Jennings is an e-mail marketing consultant based in Washington, D.C., who spends a lot of time talking about, and implementing, e-mail drip campaigns, and she has a word of advice for any company considering using one: “The devil is in the details.”

Drip campaigns, which send, or “drip,” a set of prewritten messages to customers or prospects over time, can be powerful lead-nurturing tools, especially for companies with complex products and long lead times, but in Jennings’s experience, success is often baked into the program before it starts.

“It always goes back to the ‘message map,’ ” she said. “The two questions I usually hear about drip campaigns are, ‘How many efforts should there be?’ and ‘How far apart should they be?’ But it goes back to the message map.”

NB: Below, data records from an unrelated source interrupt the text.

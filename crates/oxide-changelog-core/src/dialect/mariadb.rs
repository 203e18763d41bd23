//! MariaDB. Mostly MySQL syntax; it also has sequences and
//! `CREATE INDEX IF NOT EXISTS`.

use super::{mysql, ConnectionMetadata, Dialect, QuotingStrategy};
use crate::error::DialectError;
use crate::identifier::{ObjectKind, TableIdentifier};
use crate::statement::{
    AutoIncrement, ColumnDef, CreateTableStatement, DropForeignKeyStatement, DropIndexStatement,
    ModifyDataTypeStatement, SetNullableStatement,
};
use crate::types::LogicalType;

/// MariaDB dialect.
#[derive(Debug, Clone, Copy, Default)]
pub struct MariaDbDialect {
    quoting: QuotingStrategy,
}

impl MariaDbDialect {
    /// Creates the dialect with legacy quoting.
    #[must_use]
    pub const fn new() -> Self {
        Self {
            quoting: QuotingStrategy::Legacy,
        }
    }

    /// Overrides the quoting strategy.
    #[must_use]
    pub const fn with_quoting(mut self, quoting: QuotingStrategy) -> Self {
        self.quoting = quoting;
        self
    }
}

impl Dialect for MariaDbDialect {
    fn short_name(&self) -> &'static str {
        "mariadb"
    }

    fn product_name(&self) -> &'static str {
        "MariaDB"
    }

    fn default_port(&self) -> Option<u16> {
        Some(3306)
    }

    fn default_driver(&self, url: &str) -> Option<&'static str> {
        url.starts_with("jdbc:mariadb:")
            .then_some("org.mariadb.jdbc.Driver")
    }

    /// MariaDB servers often report themselves as MySQL and only mention
    /// MariaDB in the version string.
    fn identify(&self, metadata: &ConnectionMetadata) -> bool {
        let product = metadata.product_name.trim();
        product.eq_ignore_ascii_case("MariaDB")
            || (product.eq_ignore_ascii_case("MySQL")
                && mysql::reports_mariadb(&metadata.product_version))
    }

    fn quoting_strategy(&self) -> QuotingStrategy {
        self.quoting
    }

    fn quote_characters(&self) -> (char, char) {
        ('`', '`')
    }

    fn qualify(&self, catalog: Option<&str>, schema: Option<&str>, name: &str, kind: ObjectKind) -> String {
        mysql::qualify(self, catalog, schema, name, kind)
    }

    fn escape_string(&self, value: &str) -> String {
        mysql::escape_string(value)
    }

    fn concat(&self, values: &[&str]) -> String {
        format!("CONCAT({})", values.join(", "))
    }

    fn current_timestamp_call(&self, precision: u32) -> String {
        mysql::current_timestamp_call(precision)
    }

    fn map_type(&self, data_type: &LogicalType) -> String {
        match data_type {
            LogicalType::Json => String::from("LONGTEXT"),
            other => mysql::map_type(other),
        }
    }

    fn auto_increment_clause(
        &self,
        _table: &TableIdentifier,
        _column: &str,
        settings: &AutoIncrement,
    ) -> Result<String, DialectError> {
        mysql::auto_increment_clause(self, settings)
    }

    fn foreign_key_checks_query(&self) -> Option<String> {
        Some(String::from("SELECT @@FOREIGN_KEY_CHECKS"))
    }

    fn set_foreign_key_checks(&self, enabled: bool) -> Option<String> {
        Some(format!("SET FOREIGN_KEY_CHECKS={}", u8::from(enabled)))
    }

    fn post_column_statements(
        &self,
        table: &TableIdentifier,
        column: &ColumnDef,
    ) -> Result<Vec<String>, DialectError> {
        Ok(mysql::post_column_statements(self, table, column))
    }

    fn table_options(&self, statement: &CreateTableStatement) -> Result<String, DialectError> {
        Ok(mysql::table_options(self, statement))
    }

    fn remarks_statements(&self, _statement: &CreateTableStatement) -> Vec<String> {
        Vec::new()
    }

    fn column_remarks_statement(&self, _table: &TableIdentifier, _column: &ColumnDef) -> Option<String> {
        None
    }

    fn inline_column_remarks(&self, remarks: &str) -> String {
        mysql::inline_column_remarks(self, remarks)
    }

    fn modify_data_type(&self, statement: &ModifyDataTypeStatement) -> Result<Vec<String>, DialectError> {
        Ok(mysql::modify_data_type(self, statement))
    }

    fn set_nullable(&self, statement: &SetNullableStatement) -> Result<Vec<String>, DialectError> {
        mysql::set_nullable(self, statement)
    }

    fn drop_index(&self, statement: &DropIndexStatement) -> Result<Vec<String>, DialectError> {
        Ok(mysql::drop_index(self, statement))
    }

    fn drop_foreign_key(&self, statement: &DropForeignKeyStatement) -> Result<Vec<String>, DialectError> {
        Ok(mysql::drop_foreign_key(self, statement))
    }

    fn information_schema_filter(&self, table: &TableIdentifier) -> String {
        mysql::information_schema_filter(self, table)
    }
}

#[cfg(test)]
mod tests {
    use super::*;
    use crate::statement::{CreateIndexStatement, CreateSequenceStatement, Statement};

    #[test]
    fn test_identifies_mariadb_behind_mysql_product_name() {
        let dialect = MariaDbDialect::new();
        assert!(dialect.identify(&ConnectionMetadata::new("MySQL", "10.11.6-MariaDB-1:10.11.6")));
        assert!(dialect.identify(&ConnectionMetadata::new("MariaDB", "11.2")));
        assert!(!dialect.identify(&ConnectionMetadata::new("MySQL", "8.0.36")));
    }

    #[test]
    fn test_sequences_and_guarded_indexes() {
        let dialect = MariaDbDialect::new();
        let mut sequence = CreateSequenceStatement::new("order_seq");
        sequence.start_with = Some(10);
        assert_eq!(
            dialect.render(&Statement::CreateSequence(sequence)).unwrap(),
            vec!["CREATE SEQUENCE order_seq START WITH 10"]
        );

        let mut index = CreateIndexStatement::new("idx_email", "users", ["email"]);
        index.if_not_exists = true;
        assert_eq!(
            dialect.render(&Statement::CreateIndex(index)).unwrap(),
            vec!["CREATE INDEX IF NOT EXISTS idx_email ON users (email)"]
        );
    }
}
/// Extracts the `3` in `CURRENT_TIMESTAMP(3)`.
static PRECISION_PATTERN: LazyLock<Regex> =
    LazyLock::new(|| Regex::new(r"\((\d+)\)").expect("precision pattern is valid"));

/// Product identification of a live connection.
#[derive(Debug, Clone, Default, PartialEq, Eq)]
pub struct ConnectionMetadata {
    /// Product name as reported by the driver (`PostgreSQL`, `MySQL`, ...).
    pub product_name: String,
    /// Product version string.
    pub product_version: String,
    /// Authenticated user, when the driver can tell.
    pub username: Option<String>,
    /// Connection URL.
    pub url: Option<String>,
}

impl ConnectionMetadata {
    /// Creates metadata for a product and version.
    pub fn new(product_name: impl Into<String>, product_version: impl Into<String>) -> Self {
        Self {
            product_name: product_name.into(),
            product_version: product_version.into(),
            username: None,
            url: None,
        }
    }

    /// Sets the authenticated user.
    #[must_use]
    pub fn with_username(mut self, username: impl Into<String>) -> Self {
        self.username = Some(username.into());
        self
    }

    /// Sets the connection URL.
    #[must_use]
    pub fn with_url(mut self, url: impl Into<String>) -> Self {
        self.url = Some(url.into());
        self
    }
}

/// When identifiers get quoted.
#[derive(Debug, Clone, Copy, PartialEq, Eq, Default)]
pub enum QuotingStrategy {
    /// Quote reserved words and names with characters outside `[A-Za-z0-9_]`.
    #[default]
    Legacy,
    /// Quote every object name.
    QuoteAll,
    /// Quote reserved words only.
    QuoteReservedOnly,
}

/// True when `name` consists of ASCII letters, digits and underscores only.
#[must_use]
pub fn is_simple_identifier(name: &str) -> bool {
    !name.is_empty() && name.chars().all(|c| c.is_ascii_alphanumeric() || c == '_')
}

/// Fractional-second precision embedded in a function call, 0 when absent.
#[must_use]
pub fn extract_precision(expression: &str) -> u32 {
    PRECISION_PATTERN
        .captures(expression)
        .and_then(|captures| captures[1].parse().ok())
        .unwrap_or(0)
}

/// True when `expression` asks for the current date and time.
#[must_use]
pub fn is_current_timestamp_function(expression: &str) -> bool {
    let lowered = expression.trim().to_ascii_lowercase();
    [
        "current_timestamp",
        "current_datetime",
        "localtimestamp",
        "systimestamp",
        "sysdate",
        "now(",
        "getdate(",
    ]
    .iter()
    .any(|prefix| lowered.starts_with(prefix))
}

/// `GENERATED ... AS IDENTITY (START WITH s INCREMENT BY i)`, with the
/// parameter list only when a value differs from its default.
#[must_use]
pub fn identity_clause(settings: &AutoIncrement, supports_on_null: bool) -> String {
    let mut clause = match settings.generation_type.unwrap_or_default() {
        GenerationType::Always => String::from("GENERATED ALWAYS"),
        GenerationType::ByDefault => String::from("GENERATED BY DEFAULT"),
    };
    if supports_on_null && settings.default_on_null {
        clause.push_str(" ON NULL");
    }
    clause.push_str(" AS IDENTITY");

    let mut parameters = Vec::new();
    if let Some(start) = settings.explicit_start() {
        parameters.push(format!("START WITH {start}"));
    }
    if let Some(increment) = settings.explicit_increment() {
        parameters.push(format!("INCREMENT BY {increment}"));
    }
    if !parameters.is_empty() {
        clause.push_str(&format!(" ({})", parameters.join(" ")));
    }
    clause
}

/// `KEYWORD` or `KEYWORD(start,increment)` when either value is explicit.
#[must_use]
pub fn keyword_with_seed(keyword: &str, settings: &AutoIncrement, separator: &str) -> String {
    if settings.has_explicit_parameters() {
        format!(
            "{keyword}({}{separator}{})",
            settings.start_with.unwrap_or(1),
            settings.increment_by.unwrap_or(1)
        )
    } else {
        keyword.to_string()
    }
}

/// Standard SQL spelling of a logical type.
#[must_use]
pub fn ansi_type(data_type: &LogicalType) -> String {
    match data_type {
        LogicalType::Boolean => String::from("BOOLEAN"),
        LogicalType::SmallInt => String::from("SMALLINT"),
        LogicalType::Integer => String::from("INTEGER"),
        LogicalType::BigInt => String::from("BIGINT"),
        LogicalType::Decimal(p, s) => format!("DECIMAL({p}, {s})"),
        LogicalType::Real => String::from("REAL"),
        LogicalType::Double => String::from("DOUBLE PRECISION"),
        LogicalType::Char(n) => format!("CHAR({n})"),
        LogicalType::Varchar(n) => format!("VARCHAR({n})"),
        LogicalType::Text => String::from("TEXT"),
        LogicalType::Date => String::from("DATE"),
        LogicalType::Time => String::from("TIME"),
        LogicalType::Timestamp(None) => String::from("TIMESTAMP"),
        LogicalType::Timestamp(Some(p)) => format!("TIMESTAMP({p})"),
        LogicalType::TimestampTz(None) => String::from("TIMESTAMP WITH TIME ZONE"),
        LogicalType::TimestampTz(Some(p)) => format!("TIMESTAMP({p}) WITH TIME ZONE"),
        LogicalType::Blob => String::from("BLOB"),
        LogicalType::Uuid => String::from("UUID"),
        LogicalType::Json => String::from("JSON"),
        LogicalType::Custom(native) => native.clone(),
    }
}

/// Assembles a column definition from its parts:
/// `name TYPE [DEFAULT x] [auto-increment] [NOT NULL] [UNIQUE] [comment]`.
pub fn column_definition_sql<D: Dialect + ?Sized>(
    dialect: &D,
    column: &ColumnDef,
    in_primary_key: bool,
    auto_increment: Option<&str>,
) -> String {
    let mut sql = format!(
        "{} {}",
        dialect.quote_identifier(&column.name, ObjectKind::Column),
        dialect.map_type(&column.data_type)
    );
    if let Some(default) = &column.default {
        sql.push_str(" DEFAULT ");
        sql.push_str(&dialect.value_literal(default));
    }
    if let Some(clause) = auto_increment {
        sql.push(' ');
        sql.push_str(clause);
    }
    if !column.nullable || in_primary_key {
        sql.push_str(" NOT NULL");
    }
    if column.unique && !in_primary_key {
        sql.push_str(" UNIQUE");
    }
    if let Some(remarks) = &column.remarks {
        sql.push_str(&dialect.inline_column_remarks(remarks));
    }
    sql
}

Jennings uses message mapping to outline the goals of and guide the messages in a drip campaign before the actual work begins. Usually, she said, after a company sits down for a few hours and puts together a basic list of its goals coupled with its key messages, the actual e-mails almost write themselves.

Laura Klein, senior VP-corporate services at eDiets Enterprises, has firsthand experience with setting up targeted e-mail campaigns. EDiets Enterprises sells white-label health and wellness sites to insurance companies, pharmaceutical companies and large employers that are interested in creating wellness programs.

“To me, drip marketing is a reminder and a call to action,” Klein said. “I want people to remember us and know our capabilities so, when they’re ready, they’ll call.”

One useful aspect of drip campaigns is that they are characterized as “set it and forget it.” Once a campaign is active and the opt-in mechanism is live, it doesn’t require any additional effort. All that’s left is to track its effectiveness.

But Jennings holds drip campaigns to a higher standard than some standard e-mail campaigns, which are traditionally measured by such metrics as open rates and click-throughs. A drip campaign is usually a tightly focused marketing tool with one concrete goal: Sell the product.

“Opens and click-throughs are nice, but they don’t pay the bills,” she said. “We should view drip campaigns as marketing campaigns.”

This might mean a bigger budget than initially expected. E-mail enjoys a reputation as being very effective and inexpensive, which is true; but a drip campaign operates at a higher level than the company newsletter might.

Successful campaigns are themed, with original and high-quality content. Drip e-mails can include demonstration videos to showcase products, as well as various content formats.

“Good e-mail’s not cheap,” Jennings said. “That’s one of the things people don’t realize. It’s less expensive than direct mail because you don’t have to print and mail it, but you still need great copy and good design. It can be a lot of money up front to set it up. But it’s evergreen, so it’s set it and forget it.”